───── Input data ─────

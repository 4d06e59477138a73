//! Type definitions and aliases for the bot.
//!
//! This module contains shared types used throughout the application.

use crate::commands::ModuleRegistry;
use crate::config::{Config, Credentials};
use crate::counters::Counters;
use crate::database::RecordStore;
use crate::process::ProcessInfo;
use crate::uptime::Uptime;
use std::sync::Arc;

/// Bot application data shared across all commands and event handlers.
///
/// Built once at startup and owned by the framework for the process lifetime.
pub struct Data {
    /// Secrets loaded from the credentials file
    pub credentials: Credentials,
    /// Environment settings
    pub config: Config,
    /// Operational counters, also shared with the gateway listener
    pub counters: Arc<Counters>,
    /// Start mark for uptime reporting
    pub uptime: Uptime,
    /// Persistence gateway
    pub store: Arc<dyn RecordStore>,
    /// HTTP client for outbound API requests
    pub http_client: reqwest::Client,
    /// Feature modules in registration order
    pub modules: Arc<ModuleRegistry>,
    /// Resident memory lookups for the stats command
    pub process: ProcessInfo,
}

/// Error type for bot commands (maintains compatibility with poise).
pub type Error = Box<dyn std::error::Error + Send + Sync>;

/// Command context type alias for easier usage.
pub type Context<'a> = poise::Context<'a, Data, Error>;

/// A command as registered with the framework.
pub type Command = poise::Command<Data, Error>;
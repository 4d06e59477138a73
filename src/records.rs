//! Fallback payloads served when no record is stored for an id.
//!
//! These mirror the shape the feature modules store in `userdata` and
//! `servdata`, so consumers of the status service can parse a default the same
//! way they parse a stored record.

use crate::database::RecordTable;
use serde::{Deserialize, Serialize};
use std::collections::BTreeMap;

/// Default user record.
#[derive(Debug, Clone, Default, PartialEq, Serialize, Deserialize)]
pub struct DefaultUser {
    pub money: i64,
    pub level: u32,
    pub exp: u64,
    pub items: BTreeMap<String, u64>,
    pub characters: Vec<String>,
    #[serde(rename = "box")]
    pub pokemon_box: Vec<serde_json::Value>,
    pub guild: Option<String>,
}

/// Default guild record.
#[derive(Debug, Clone, PartialEq, Serialize, Deserialize)]
pub struct DefaultGuild {
    pub currency: String,
    pub start_money: i64,
    pub items: BTreeMap<String, serde_json::Value>,
    pub characters: BTreeMap<String, serde_json::Value>,
    pub shop_items: BTreeMap<String, serde_json::Value>,
    pub market_items: BTreeMap<String, serde_json::Value>,
    pub lootboxes: BTreeMap<String, serde_json::Value>,
    pub hide_inventories: bool,
}

impl Default for DefaultGuild {
    fn default() -> Self {
        Self {
            currency: "dollars".to_string(),
            start_money: 0,
            items: BTreeMap::new(),
            characters: BTreeMap::new(),
            shop_items: BTreeMap::new(),
            market_items: BTreeMap::new(),
            lootboxes: BTreeMap::new(),
            hide_inventories: false,
        }
    }
}

/// Serialized default payload for `table`.
pub fn default_payload(table: RecordTable) -> String {
    let payload = match table {
        RecordTable::UserData => serde_json::to_value(DefaultUser::default()),
        RecordTable::ServData => serde_json::to_value(DefaultGuild::default()),
    };
    // Plain structs of maps and scalars always serialize.
    payload.map(|value| value.to_string()).unwrap_or_else(|_| "{}".to_string())
}
//! Logging setup.
//!
//! Events go to the console and are appended to a log file, one line each
//! with timestamp, level, target and message.

use crate::error::{Result, ShellError};
use std::ffi::OsString;
use std::path::{Path, PathBuf};
use tracing_appender::non_blocking::WorkerGuard;
use tracing_subscriber::{layer::SubscriberExt, util::SubscriberInitExt};

/// Install the global subscriber.
///
/// The returned guard flushes the file writer when dropped, so it has to be
/// held for as long as the process logs.
///
/// # Errors
///
/// Returns an error if the log directory cannot be created or a global
/// subscriber is already installed.
pub fn init(log_path: &str) -> Result<WorkerGuard> {
    let (directory, file_name) = split_log_path(log_path)?;
    std::fs::create_dir_all(&directory)?;

    // rolling::never appends to a single file
    let file_appender = tracing_appender::rolling::never(&directory, &file_name);
    let (non_blocking, guard) = tracing_appender::non_blocking(file_appender);

    tracing_subscriber::registry()
        .with(
            tracing_subscriber::EnvFilter::try_from_default_env()
                .unwrap_or_else(|_| "info,serenity=warn".into()),
        )
        .with(tracing_subscriber::fmt::layer().with_target(true))
        .with(
            tracing_subscriber::fmt::layer()
                .with_writer(non_blocking)
                .with_target(true)
                .with_ansi(false),
        )
        .try_init()
        .map_err(|e| ShellError::Config(format!("Failed to install logger: {}", e)))?;

    Ok(guard)
}

fn split_log_path(log_path: &str) -> Result<(PathBuf, OsString)> {
    let path = Path::new(log_path);
    let file_name = path
        .file_name()
        .ok_or_else(|| ShellError::Config(format!("LOG_PATH has no file name: '{}'", log_path)))?;

    let directory = match path.parent() {
        Some(parent) if !parent.as_os_str().is_empty() => parent.to_path_buf(),
        _ => PathBuf::from("."),
    };

    Ok((directory, file_name.to_os_string()))
}
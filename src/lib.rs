//! rpgbot library.
//!
//! This library provides the runtime shell for the RPG bot: configuration and
//! secrets, operational counters, uptime tracking, the persistence gateway,
//! the feature module registry, gateway event handlers and the read-only
//! status service.

pub mod bot;
pub mod commands;
pub mod config;
pub mod counters;
pub mod database;
pub mod error;
pub mod handlers;
pub mod logging;
pub mod process;
pub mod records;
pub mod stats_api;
pub mod status;
pub mod types;
pub mod uptime;

pub use config::{Config, Credentials};
pub use error::{Result, ShellError};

─────

- **Work item**: Restate verbatim the first line above and all lines after it through the line containing "use crate::counters::Counters;"; omit the rest.

- **Reply**:
repository 4d06e59477138a73
//! Type definitions and aliases for the bot.
//!
//! This module contains shared types used throughout the application.

use crate::commands::ModuleRegistry;
use crate::config::{Config, Credentials};
use crate::counters::Counters;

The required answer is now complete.